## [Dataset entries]
*** Begin section ***
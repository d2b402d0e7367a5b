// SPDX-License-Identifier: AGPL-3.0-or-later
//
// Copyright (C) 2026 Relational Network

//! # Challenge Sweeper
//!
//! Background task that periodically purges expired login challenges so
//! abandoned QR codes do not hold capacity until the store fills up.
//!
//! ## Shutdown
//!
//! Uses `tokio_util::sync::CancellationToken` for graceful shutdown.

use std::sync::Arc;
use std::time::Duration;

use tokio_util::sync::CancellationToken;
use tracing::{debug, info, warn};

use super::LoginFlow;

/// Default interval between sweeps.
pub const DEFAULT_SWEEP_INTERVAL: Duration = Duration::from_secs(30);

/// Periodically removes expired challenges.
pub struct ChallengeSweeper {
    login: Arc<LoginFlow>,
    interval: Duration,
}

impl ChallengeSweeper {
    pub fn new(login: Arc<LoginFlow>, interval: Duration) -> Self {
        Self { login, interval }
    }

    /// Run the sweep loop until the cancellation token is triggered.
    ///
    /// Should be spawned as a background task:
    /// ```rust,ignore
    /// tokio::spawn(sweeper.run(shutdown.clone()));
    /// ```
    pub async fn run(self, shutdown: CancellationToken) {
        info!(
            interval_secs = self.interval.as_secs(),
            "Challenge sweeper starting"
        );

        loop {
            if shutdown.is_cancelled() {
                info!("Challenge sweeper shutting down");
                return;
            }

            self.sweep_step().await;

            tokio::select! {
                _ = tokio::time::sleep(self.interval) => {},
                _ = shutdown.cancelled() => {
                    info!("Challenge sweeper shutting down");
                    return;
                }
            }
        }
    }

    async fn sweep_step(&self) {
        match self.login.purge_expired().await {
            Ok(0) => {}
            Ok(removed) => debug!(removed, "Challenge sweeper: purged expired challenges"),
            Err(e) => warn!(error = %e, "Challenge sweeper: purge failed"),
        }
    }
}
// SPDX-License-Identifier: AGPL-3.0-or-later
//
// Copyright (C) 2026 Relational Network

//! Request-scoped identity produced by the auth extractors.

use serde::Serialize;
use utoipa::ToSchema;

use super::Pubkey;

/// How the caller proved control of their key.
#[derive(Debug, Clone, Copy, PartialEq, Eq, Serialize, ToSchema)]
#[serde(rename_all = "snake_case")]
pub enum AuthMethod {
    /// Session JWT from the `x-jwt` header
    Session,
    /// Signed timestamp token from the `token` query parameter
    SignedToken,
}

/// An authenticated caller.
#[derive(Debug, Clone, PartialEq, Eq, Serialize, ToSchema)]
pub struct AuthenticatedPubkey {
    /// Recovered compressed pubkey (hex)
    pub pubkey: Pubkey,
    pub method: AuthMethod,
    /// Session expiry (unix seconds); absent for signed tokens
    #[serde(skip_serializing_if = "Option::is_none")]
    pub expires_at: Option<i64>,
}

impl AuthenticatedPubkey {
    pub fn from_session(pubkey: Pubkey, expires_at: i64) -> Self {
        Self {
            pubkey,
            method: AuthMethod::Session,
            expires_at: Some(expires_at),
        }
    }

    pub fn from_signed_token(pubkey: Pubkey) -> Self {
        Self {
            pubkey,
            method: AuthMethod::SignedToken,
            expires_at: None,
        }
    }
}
*** End section ***
## [TASK STATEMENT]
Figure out how many lines in the entries above contain "shutting". Write only that number.

## [OUTPUT FOR THIS EXERCISE]
2